Telstra’s deal with the NBN Co to lease/wholesale a part of the incumbent’s infrastructure to the government-led project was discussed today at Telstra’s annual general meeting. The deal is expected to bring wider and cost efficient underground deployments of NBN while it is estimated to send 11bn of cash to Telstra’s deposits. The financial magnitude of this deal (compared to the price tag of 43bn for the whole NBN) proves the obvious, how important are incumbents in nation-wide NGA deployments.
At the same time, the developments in Australia show that the reluctance of the incumbents to get involved in government-led nation-wide broadband projects eventually drives them out of the scene; regulatory agendas favor fiber access over copper.
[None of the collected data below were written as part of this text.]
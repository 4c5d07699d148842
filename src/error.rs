//! Error types for the context optimization engine

use thiserror::Error;

/// Crate-wide result alias
pub type Result<T> = std::result::Result<T, ContextError>;

/// Errors surfaced by the context engine
#[derive(Debug, Error)]
pub enum ContextError {
    #[error("Configuration error: {0}")]
    Configuration(String),

    #[error("Unknown strategy: {0}")]
    UnknownStrategy(String),

    #[error("No compressor configured")]
    CompressorUnavailable,

    #[error("Dependency analysis cancelled after {parsed} of {total} files")]
    Cancelled { parsed: usize, total: usize },

    #[error("Storage error: {0}")]
    Storage(String),

    #[error("I/O error: {0}")]
    Io(#[from] std::io::Error),

    #[error("Serialization error: {0}")]
    Serialization(#[from] serde_json::Error),

    #[error("Internal error: {0}")]
    Internal(String),
}
//! Adaptive context management
//!
//! Wraps the optimizer with per-task-type learning: constraints are adjusted
//! from learned profiles once enough feedback has accumulated, and every
//! feedback record moves the profiles by exponential moving average.

pub mod profile;

pub use profile::TaskProfile;

use crate::config::AdaptationConfig;
use crate::error::Result;
use crate::feedback::ContextFeedback;
use crate::optimizer::models::{
    ContextConstraints, SelectedContext, Task, TaskType,
};
use crate::optimizer::ContextOptimizer;
use crate::project::ProjectContext;
use chrono::Utc;
use dashmap::DashMap;
use serde::{Deserialize, Serialize};
use std::sync::{Arc, Mutex};
use tracing::{debug, info};

/// A selection plus the adaptation that produced it
#[derive(Debug, Clone, Serialize, Deserialize)]
pub struct AdaptedContext {
    pub context: SelectedContext,
    /// Expected quality of this selection, 0.0..=1.0
    pub predicted_quality: f32,
    /// Human-readable reasons for each adjustment applied
    pub adaptation_reasons: Vec<String>,
}

/// Learns per-task-type behavior and adapts selection requests
pub struct AdaptiveContextManager {
    optimizer: Arc<ContextOptimizer>,
    profiles: DashMap<TaskType, TaskProfile>,
    feedback_log: Mutex<Vec<ContextFeedback>>,
    config: AdaptationConfig,
}

impl AdaptiveContextManager {
    pub fn new(optimizer: Arc<ContextOptimizer>, config: AdaptationConfig) -> Self {
        Self {
            optimizer,
            profiles: DashMap::new(),
            feedback_log: Mutex::new(Vec::new()),
            config,
        }
    }

    /// Select context with learned adaptation applied to the constraints.
    pub async fn adapt_optimal_context(
        &self,
        project: &ProjectContext,
        task: &Task,
        budget: usize,
    ) -> Result<AdaptedContext> {
        let (constraints, reasons) = self.adapted_constraints(task, budget);
        let selection = self
            .optimizer
            .select_optimal_context(project, task, &constraints)
            .await?;
        let predicted_quality = self.predict_quality(&selection, &constraints, task);

        debug!(
            "Adapted selection for {} task: {} files, predicted quality {:.2}",
            task.task_type, selection.total_files, predicted_quality
        );
        Ok(AdaptedContext {
            context: selection,
            predicted_quality,
            adaptation_reasons: reasons,
        })
    }

    /// The constraints adaptation would use, without running a selection.
    pub fn get_adaptive_constraints(&self, task: &Task, budget: usize) -> ContextConstraints {
        self.adapted_constraints(task, budget).0
    }

    /// Absorb one feedback record into the log and the task profile.
    pub fn learn_from_feedback(&self, feedback: ContextFeedback) -> Result<()> {
        {
            let mut log = self.feedback_log.lock().unwrap();
            log.push(feedback.clone());
            let cutoff = Utc::now() - chrono::Duration::days(self.config.retention_days);
            log.retain(|f| f.created_at >= cutoff);
        }

        let budget_seed = feedback.context.constraints.max_tokens;
        let mut profile = self
            .profiles
            .entry(feedback.task.task_type)
            .or_insert_with(|| TaskProfile::new(feedback.task.task_type, budget_seed));
        profile.apply_feedback(&feedback, self.config.learning_rate, self.config.quality_threshold);

        info!(
            "Learned from feedback for {} tasks: quality EMA {:.2}, success EMA {:.2}, {} samples",
            profile.task_type, profile.avg_quality_score, profile.success_rate, profile.sample_count
        );
        Ok(())
    }

    /// Budget suggestion from project size tier blended with learned state.
    /// Confidence grows with sample count and saturates at 20 samples.
    pub fn predict_optimal_budget(&self, task: &Task, project: &ProjectContext) -> usize {
        let base: f32 = if project.total_tokens >= 200_000 {
            12_000.0
        } else if project.total_tokens < 50_000 {
            4_000.0
        } else {
            8_000.0
        };

        match self.profiles.get(&task.task_type) {
            Some(profile) if profile.sample_count > 0 => {
                let confidence = (profile.sample_count as f32 / 20.0).min(1.0);
                (base * (1.0 - confidence) + profile.optimal_token_budget * confidence).round()
                    as usize
            }
            _ => base as usize,
        }
    }

    /// Snapshot of the learned profile for a task type, if any.
    pub fn profile(&self, task_type: TaskType) -> Option<TaskProfile> {
        self.profiles.get(&task_type).map(|p| p.clone())
    }

    /// Records currently retained in the in-memory feedback log.
    pub fn feedback_log_len(&self) -> usize {
        self.feedback_log.lock().unwrap().len()
    }

    fn adapted_constraints(&self, task: &Task, budget: usize) -> (ContextConstraints, Vec<String>) {
        let mut constraints = base_constraints(task, budget);
        let mut reasons = Vec::new();

        let profile = match self.profiles.get(&task.task_type) {
            Some(profile) => profile.clone(),
            None => {
                reasons.push("no learned profile yet, using defaults".to_string());
                return (constraints, reasons);
            }
        };

        if profile.sample_count < self.config.min_samples_for_adaptation {
            reasons.push(format!(
                "collecting samples ({} of {}), adaptation not applied",
                profile.sample_count, self.config.min_samples_for_adaptation
            ));
            return (constraints, reasons);
        }

        let gap = profile.optimal_token_budget - budget as f32;
        let adjustment = (gap * self.config.aggressiveness).clamp(
            -(self.config.max_budget_adjustment as f32),
            self.config.max_budget_adjustment as f32,
        );
        if adjustment.abs() >= 1.0 {
            let adjusted = (budget as i64 + adjustment as i64).max(500) as usize;
            reasons.push(format!(
                "budget {budget} adjusted by {adjustment:.0} toward learned optimum {:.0}",
                profile.optimal_token_budget
            ));
            constraints.max_tokens = adjusted;
        }

        if profile.success_rate > self.config.quality_threshold {
            constraints.strategy = profile.preferred_strategy;
            reasons.push(format!(
                "strategy {} preferred at {:.0}% success rate",
                profile.preferred_strategy,
                profile.success_rate * 100.0
            ));
        }

        let typical = profile.typical_file_count.round().max(1.0) as usize;
        if typical != constraints.max_files {
            constraints.max_files = (constraints.max_files + typical).div_ceil(2);
            reasons.push(format!(
                "file cap nudged toward typical count {typical}"
            ));
        }

        if profile.avg_quality_score > 0.8 {
            constraints.min_relevance_score = 0.2;
            reasons.push("relevance floor raised on strong history".to_string());
        } else if profile.avg_quality_score < self.config.quality_threshold {
            constraints.min_relevance_score = 0.05;
            reasons.push("relevance floor lowered on weak history".to_string());
        }

        (constraints, reasons)
    }

    fn predict_quality(
        &self,
        selection: &SelectedContext,
        constraints: &ContextConstraints,
        task: &Task,
    ) -> f32 {
        let base = self
            .profiles
            .get(&task.task_type)
            .filter(|p| p.sample_count > 0)
            .map(|p| p.avg_quality_score)
            .unwrap_or(0.5);

        let mut quality = base;

        let token_utilization = if constraints.max_tokens == 0 {
            0.0
        } else {
            selection.total_tokens as f32 / constraints.max_tokens as f32
        };
        quality += if (0.7..=0.9).contains(&token_utilization) {
            0.05
        } else {
            -0.05
        };

        let file_utilization = if constraints.max_files == 0 {
            0.0
        } else {
            selection.total_files as f32 / constraints.max_files as f32
        };
        quality += if (0.3..=0.8).contains(&file_utilization) {
            0.05
        } else {
            -0.05
        };

        if selection.selection_score > 0.7 {
            quality += 0.05;
        } else if selection.selection_score < 0.3 {
            quality -= 0.1;
        }

        quality.clamp(0.0, 1.0)
    }
}

/// Default constraints for a task before adaptation: tests only for test
/// tasks, docs only for documentation tasks.
fn base_constraints(task: &Task, budget: usize) -> ContextConstraints {
    let mut constraints = ContextConstraints::relaxed(budget);
    constraints.include_tests = task.task_type == TaskType::Test;
    constraints.include_docs = task.task_type == TaskType::Documentation;
    constraints
}

#[cfg(test)]
mod tests {
    use super::*;
    use crate::config::ScoringWeights;
    use crate::feedback::testutil::feedback_with_quality;
    use crate::optimizer::models::SelectionStrategy;
    use crate::project::testutil::{file, project};
    use crate::project::FileType;

    fn manager() -> AdaptiveContextManager {
        AdaptiveContextManager::new(
            Arc::new(ContextOptimizer::new(ScoringWeights::default())),
            AdaptationConfig::default(),
        )
    }

    #[test]
    fn test_no_adaptation_before_min_samples() {
        let m = manager();
        let task = Task::new(TaskType::Feature, "sample");

        for _ in 0..3 {
            m.learn_from_feedback(feedback_with_quality(0.95, true)).unwrap();
        }

        let constraints = m.get_adaptive_constraints(&task, 8000);
        assert_eq!(constraints.max_tokens, 8000);
        assert_eq!(constraints.strategy, SelectionStrategy::Balanced);
    }

    #[test]
    fn test_adaptation_applies_after_enough_samples() {
        let m = manager();
        let task = Task::new(TaskType::Feature, "sample");

        // High-quality successes with 100 tokens used pull the learned
        // optimum far below the requested budget.
        for _ in 0..30 {
            m.learn_from_feedback(feedback_with_quality(0.95, true)).unwrap();
        }

        let constraints = m.get_adaptive_constraints(&task, 8000);
        assert!(constraints.max_tokens < 8000);
        // Strong history also raises the relevance floor
        assert!((constraints.min_relevance_score - 0.2).abs() < f32::EPSILON);
    }

    #[test]
    fn test_budget_adjustment_is_capped() {
        let config = AdaptationConfig {
            max_budget_adjustment: 1000,
            ..AdaptationConfig::default()
        };
        let m = AdaptiveContextManager::new(
            Arc::new(ContextOptimizer::new(ScoringWeights::default())),
            config,
        );
        let task = Task::new(TaskType::Feature, "sample");
        for _ in 0..30 {
            m.learn_from_feedback(feedback_with_quality(0.95, true)).unwrap();
        }

        let constraints = m.get_adaptive_constraints(&task, 8000);
        assert!(constraints.max_tokens >= 7000);
    }

    #[test]
    fn test_strategy_override_requires_success_history() {
        let m = manager();
        let task = Task::new(TaskType::Feature, "sample");

        for _ in 0..10 {
            m.learn_from_feedback(feedback_with_quality(0.9, false)).unwrap();
        }

        // Success EMA decays toward zero: no override despite samples
        let constraints = m.get_adaptive_constraints(&task, 8000);
        assert_eq!(constraints.strategy, SelectionStrategy::Balanced);
    }

    #[test]
    fn test_predict_optimal_budget_tiers() {
        let m = manager();
        let task = Task::new(TaskType::Refactor, "sample");

        let small = project(vec![file("a.go", "go", FileType::Source, 10_000)]);
        assert_eq!(m.predict_optimal_budget(&task, &small), 4000);

        let medium = project(vec![file("a.go", "go", FileType::Source, 100_000)]);
        assert_eq!(m.predict_optimal_budget(&task, &medium), 8000);

        let large = project(vec![file("a.go", "go", FileType::Source, 250_000)]);
        assert_eq!(m.predict_optimal_budget(&task, &large), 12_000);
    }

    #[test]
    fn test_predict_optimal_budget_blends_with_learning() {
        let m = manager();
        let task = Task::new(TaskType::Feature, "sample");
        let p = project(vec![file("a.go", "go", FileType::Source, 100_000)]);

        let before = m.predict_optimal_budget(&task, &p);
        // 20+ samples saturate confidence at 1.0: prediction tracks the
        // learned budget EMA instead of the tier base.
        for _ in 0..40 {
            m.learn_from_feedback(feedback_with_quality(0.95, true)).unwrap();
        }
        let after = m.predict_optimal_budget(&task, &p);
        assert_eq!(before, 8000);
        assert!(after < 8000);
    }

    #[test]
    fn test_feedback_log_retention() {
        let m = manager();
        let mut old = feedback_with_quality(0.5, true);
        old.created_at = Utc::now() - chrono::Duration::days(90);
        m.learn_from_feedback(old).unwrap();
        m.learn_from_feedback(feedback_with_quality(0.5, true)).unwrap();

        // The 90-day-old record falls outside the 30-day retention window
        assert_eq!(m.feedback_log_len(), 1);
    }

    #[tokio::test]
    async fn test_adapt_optimal_context_reports_reasons() {
        let m = manager();
        let p = project(vec![file("src/auth.go", "go", FileType::Source, 500)]);
        let task = Task::new(TaskType::Feature, "auth cleanup");

        let adapted = m.adapt_optimal_context(&p, &task, 8000).await.unwrap();
        assert!(!adapted.adaptation_reasons.is_empty());
        assert!(adapted.predicted_quality >= 0.0 && adapted.predicted_quality <= 1.0);
        assert_eq!(adapted.context.total_files, 1);
    }

    #[test]
    fn test_profile_created_lazily() {
        let m = manager();
        assert!(m.profile(TaskType::Debug).is_none());
        m.learn_from_feedback(feedback_with_quality(0.6, true)).unwrap();
        // testutil feedback is a feature task
        assert!(m.profile(TaskType::Feature).is_some());
        assert!(m.profile(TaskType::Debug).is_none());
    }
}
impl ContextOptimizer {
    pub fn new(weights: ScoringWeights) -> Self {
        Self {
            scorer: RelevanceScorer::new(weights.clone()),
            graph_builder: GraphBuilder::new(),
            compressor: None,
            cache: None,
            weights,
        }
    }

    pub fn with_cache(mut self, cache: Arc<SelectionCache>) -> Self {
        self.cache = Some(cache);
        self
    }

    pub fn with_compressor(mut self, compressor: ContextCompressor) -> Self {
        self.compressor = Some(compressor);
        self
    }

    /// Select the best file subset for `task` under `constraints`.
    ///
    /// Checks the cache first; on a miss the full ranking runs and the result
    /// is cached alongside the project fingerprint.
    pub async fn select_optimal_context(
        &self,
        project: &ProjectContext,
        task: &Task,
        constraints: &ContextConstraints,
    ) -> Result<SelectedContext> {
        let start = Instant::now();
        let key = cache_key(project, task, constraints.max_tokens);

        if let Some(cache) = &self.cache {
            if let Some(hit) = cache.get(&key) {
                METRICS.cache_hits.inc();
                METRICS.record_selection(
                    &constraints.strategy.to_string(),
                    true,
                    start.elapsed().as_secs_f64(),
                );
                debug!("Selection cache hit for task {}", task.id);
                return Ok(hit);
            }
            METRICS.cache_misses.inc();
        }

        let selection = self.select_uncached(project, task, constraints, start)?;

        if let Some(cache) = &self.cache {
            if let Some(fingerprint) = project.fingerprint_for(&selection.file_paths()) {
                cache.set(&key, selection.clone(), fingerprint, None);
            }
        }

        METRICS.record_selection(
            &constraints.strategy.to_string(),
            false,
            start.elapsed().as_secs_f64(),
        );
        Ok(selection)
    }

    /// Select under a hard token budget, tightening progressively.
    ///
    /// Starts from relaxed constraints; on overage raises the relevance
    /// floor, then shrinks dependency depth, then compresses with the
    /// snippet technique. Not guaranteed to converge: the final result may
    /// still exceed `budget` and is returned with its true token count.
    pub async fn optimize_for_token_budget(
        &self,
        project: &ProjectContext,
        budget: usize,
        task: &Task,
    ) -> Result<SelectedContext> {
        let mut constraints = ContextConstraints::relaxed(budget * RELAXED_BUDGET_FACTOR);
        let mut selection =
            self.select_uncached(project, task, &constraints, Instant::now())?;
        if selection.total_tokens <= budget {
            return Ok(selection);
        }

        debug!(
            "Selection over budget ({} > {}), raising relevance floor",
            selection.total_tokens, budget
        );
        constraints.min_relevance_score = LADDER_MIN_RELEVANCE;
        selection = self.select_uncached(project, task, &constraints, Instant::now())?;
        if selection.total_tokens <= budget {
            return Ok(selection);
        }

        debug!("Still over budget, reducing dependency depth");
        constraints.dependency_depth = 1;
        selection = self.select_uncached(project, task, &constraints, Instant::now())?;
        if selection.total_tokens <= budget {
            return Ok(selection);
        }

        METRICS.record_budget_overflow();
        let Some(compressor) = &self.compressor else {
            warn!(
                "Budget ladder exhausted without a compressor; returning {} tokens against {}",
                selection.total_tokens, budget
            );
            return Ok(selection);
        };

        let compressed = compressor.compress(&selection, CompressionStrategy::Snippet)?;
        METRICS.record_compression("snippet");
        info!(
            "Compressed selection from {} to {} tokens (budget {})",
            compressed.total_original_tokens, compressed.total_compressed_tokens, budget
        );

        for (ctx_file, comp_file) in selection.files.iter_mut().zip(&compressed.files) {
            ctx_file.content = Some(comp_file.content.clone());
        }
        selection.total_tokens = compressed.total_compressed_tokens;
        Ok(selection)
    }

    /// Compress an existing selection with an explicit strategy.
    pub fn apply_compression_strategy(
        &self,
        selection: &SelectedContext,
        strategy: CompressionStrategy,
    ) -> Result<CompressedContext> {
        let compressor = self
            .compressor
            .as_ref()
            .ok_or(ContextError::CompressorUnavailable)?;
        let compressed = compressor.compress(selection, strategy)?;
        METRICS.record_compression(&strategy.to_string());
        Ok(compressed)
    }

    /// Store a selection in the cache under its derived key.
    /// A missing or disabled cache is a no-op, never an error.
    pub fn cache_context_selection(&self, project: &ProjectContext, selection: &SelectedContext) {
        let Some(cache) = &self.cache else { return };
        let key = cache_key(project, &selection.task, selection.constraints.max_tokens);
        if let Some(fingerprint) = project.fingerprint_for(&selection.file_paths()) {
            cache.set(&key, selection.clone(), fingerprint, None);
        }
    }

    /// Cache lookup without running a selection. Absent cache is a miss.
    pub fn get_cached_selection(
        &self,
        project: &ProjectContext,
        task: &Task,
        max_tokens: usize,
    ) -> Option<SelectedContext> {
        self.cache
            .as_ref()
            .and_then(|cache| cache.get(&cache_key(project, task, max_tokens)))
    }

    fn select_uncached(
        &self,
        project: &ProjectContext,
        task: &Task,
        constraints: &ContextConstraints,
        start: Instant,
    ) -> Result<SelectedContext> {
        let patterns = compile_patterns(&constraints.excluded_patterns)?;
        let graph_storage = self.graph_for(project, constraints)?;
        let graph: Option<&DependencyGraph> = graph_storage.as_ref().map(|g| g.get());
        let now = Utc::now();

        let mut ranked: Vec<(f32, &FileInfo)> = project
            .files
            .iter()
            .filter(|f| eligible(f, constraints, &patterns))
            .map(|f| (self.strategy_score(f, task, graph, constraints, now), f))
            .filter(|(score, _)| *score >= constraints.min_relevance_score)
            .collect();

        // Deterministic total order: score descending, then path ascending
        ranked.sort_by(|a, b| {
            b.0.partial_cmp(&a.0)
                .unwrap_or(std::cmp::Ordering::Equal)
                .then_with(|| a.1.path.cmp(&b.1.path))
        });

        let mut files: Vec<ContextFile> = Vec::new();
        let mut total_tokens = 0usize;
        for (score, file) in &ranked {
            if files.len() >= constraints.max_files {
                break;
            }
            if total_tokens + file.token_count > constraints.max_tokens {
                continue;
            }
            total_tokens += file.token_count;
            files.push(ContextFile::new(
                (*file).clone(),
                *score,
                inclusion_reason(constraints.strategy),
            ));
        }

        if let Some(graph) = graph {
            total_tokens += self.expand_dependencies(
                project,
                task,
                constraints,
                graph,
                &patterns,
                now,
                &mut files,
                total_tokens,
            );
        }

        let selection_score = if files.is_empty() {
            0.0
        } else {
            files.iter().map(|f| f.relevance_score).sum::<f32>() / files.len() as f32
        };

        let selection = SelectedContext {
            task: task.clone(),
            total_tokens,
            total_files: files.len(),
            selection_score,
            strategy: constraints.strategy,
            constraints: constraints.clone(),
            created_at: now,
            selection_duration: start.elapsed(),
            files,
        };

        info!(
            "Selected {} files, {} tokens ({} strategy) for task {}",
            selection.total_files, selection.total_tokens, constraints.strategy, task.id
        );
        Ok(selection)
    }

    /// Pull in local dependencies of already-selected files, breadth-first up
    /// to the constraint's traversal depth, as long as they still fit.
    /// Returns the tokens added.
    #[allow(clippy::too_many_arguments)]
    fn expand_dependencies(
        &self,
        project: &ProjectContext,
        task: &Task,
        constraints: &ContextConstraints,
        graph: &DependencyGraph,
        patterns: &[Pattern],
        now: DateTime<Utc>,
        files: &mut Vec<ContextFile>,
        mut total_tokens: usize,
    ) -> usize {
        let start_tokens = total_tokens;
        let mut included: HashSet<String> =
            files.iter().map(|f| f.file.path.clone()).collect();
        let mut frontier: Vec<String> = included.iter().cloned().collect();
        frontier.sort();

        for _ in 0..constraints.dependency_depth {
            let mut next: Vec<String> = Vec::new();
            for path in &frontier {
                let Some(node) = graph.node(path) else { continue };
                for dep in &node.dependencies {
                    if included.contains(dep) {
                        continue;
                    }
                    let Some(file) = project.file(dep) else { continue };
                    if !eligible(file, constraints, patterns) {
                        continue;
                    }
                    if files.len() >= constraints.max_files
                        || total_tokens + file.token_count > constraints.max_tokens
                    {
                        continue;
                    }
                    let score = self.strategy_score(file, task, Some(graph), constraints, now);
                    total_tokens += file.token_count;
                    files.push(ContextFile::new(
                        file.clone(),
                        score,
                        "imported by a selected file",
                    ));
                    included.insert(dep.clone());
                    next.push(dep.clone());
                }
            }
            if next.is_empty() {
                break;
            }
            frontier = next;
        }
        total_tokens - start_tokens
    }

    fn graph_for<'p>(
        &self,
        project: &'p ProjectContext,
        constraints: &ContextConstraints,
    ) -> Result<Option<GraphRef<'p>>> {
        let needs_graph = matches!(
            constraints.strategy,
            SelectionStrategy::Dependency | SelectionStrategy::Balanced
        ) || constraints.dependency_depth > 0;
        if !needs_graph {
            return Ok(None);
        }
        if let Some(graph) = &project.dependency_graph {
            return Ok(Some(GraphRef::Borrowed(graph)));
        }
        Ok(Some(GraphRef::Owned(self.graph_builder.build(project)?)))
    }

    fn strategy_score(
        &self,
        file: &FileInfo,
        task: &Task,
        graph: Option<&DependencyGraph>,
        constraints: &ContextConstraints,
        now: DateTime<Utc>,
    ) -> f32 {
        let w = &self.weights;
        let relevance = self.scorer.score(file, task);
        let centrality = graph.map(|g| g.centrality(&file.path)).unwrap_or(0.0);
        let bias = constraints.freshness_bias;

        match constraints.strategy {
            SelectionStrategy::Relevance => relevance,
            SelectionStrategy::Dependency => {
                w.dependency_relevance * relevance + w.dependency_centrality * centrality
            }
            SelectionStrategy::Freshness => {
                let fresh = self.scorer.freshness_score(file, now);
                relevance * (1.0 - bias) + fresh * bias
            }
            SelectionStrategy::Compactness => {
                if file.token_count == 0 {
                    0.0
                } else {
                    relevance / file.token_count as f32 * w.compactness_scale
                }
            }
            SelectionStrategy::Balanced => {
                let fresh = self.scorer.freshness_score(file, now);
                let size_efficiency = if file.token_count == 0 {
                    1.0
                } else {
                    (w.size_reference_tokens as f32 / file.token_count as f32).min(1.0)
                };
                w.balanced_relevance * relevance
                    + w.balanced_centrality * centrality
                    + w.balanced_freshness * fresh * bias
                    + w.balanced_size * size_efficiency
            }
        }
    }
}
Although the discussions in the meeting centered around the 11bn deal, the right question would rather be whether Telstra should have participated in the NBN in the first place.
The dilemma/trade-off, simply put is this: Would an incumbent prefer to get (roughly) twice as much revenue from each wholesale customer switching from copper to fiber or would it prefer to get a hefty amount of cash from wholesale, to (perhaps) finance other operations or pay dividends? If these 11bn are not appropriated to good cause, I wouldn’t be surprised to see Telstra’s stock racing south. Companies with a lot of cash and uncertain future were never good investments. [Someone might say that Google is also testing innovative ways to do something with its cash (1) (2)!]
Altogether, reality check is never a bad idea; maybe it is the best idea today. Do the incumbents overestimate their market power? Because as much as they may expect to get back any customers switching to a DSL competitor, when the customers see the light (fiber), there’s probably no turning back.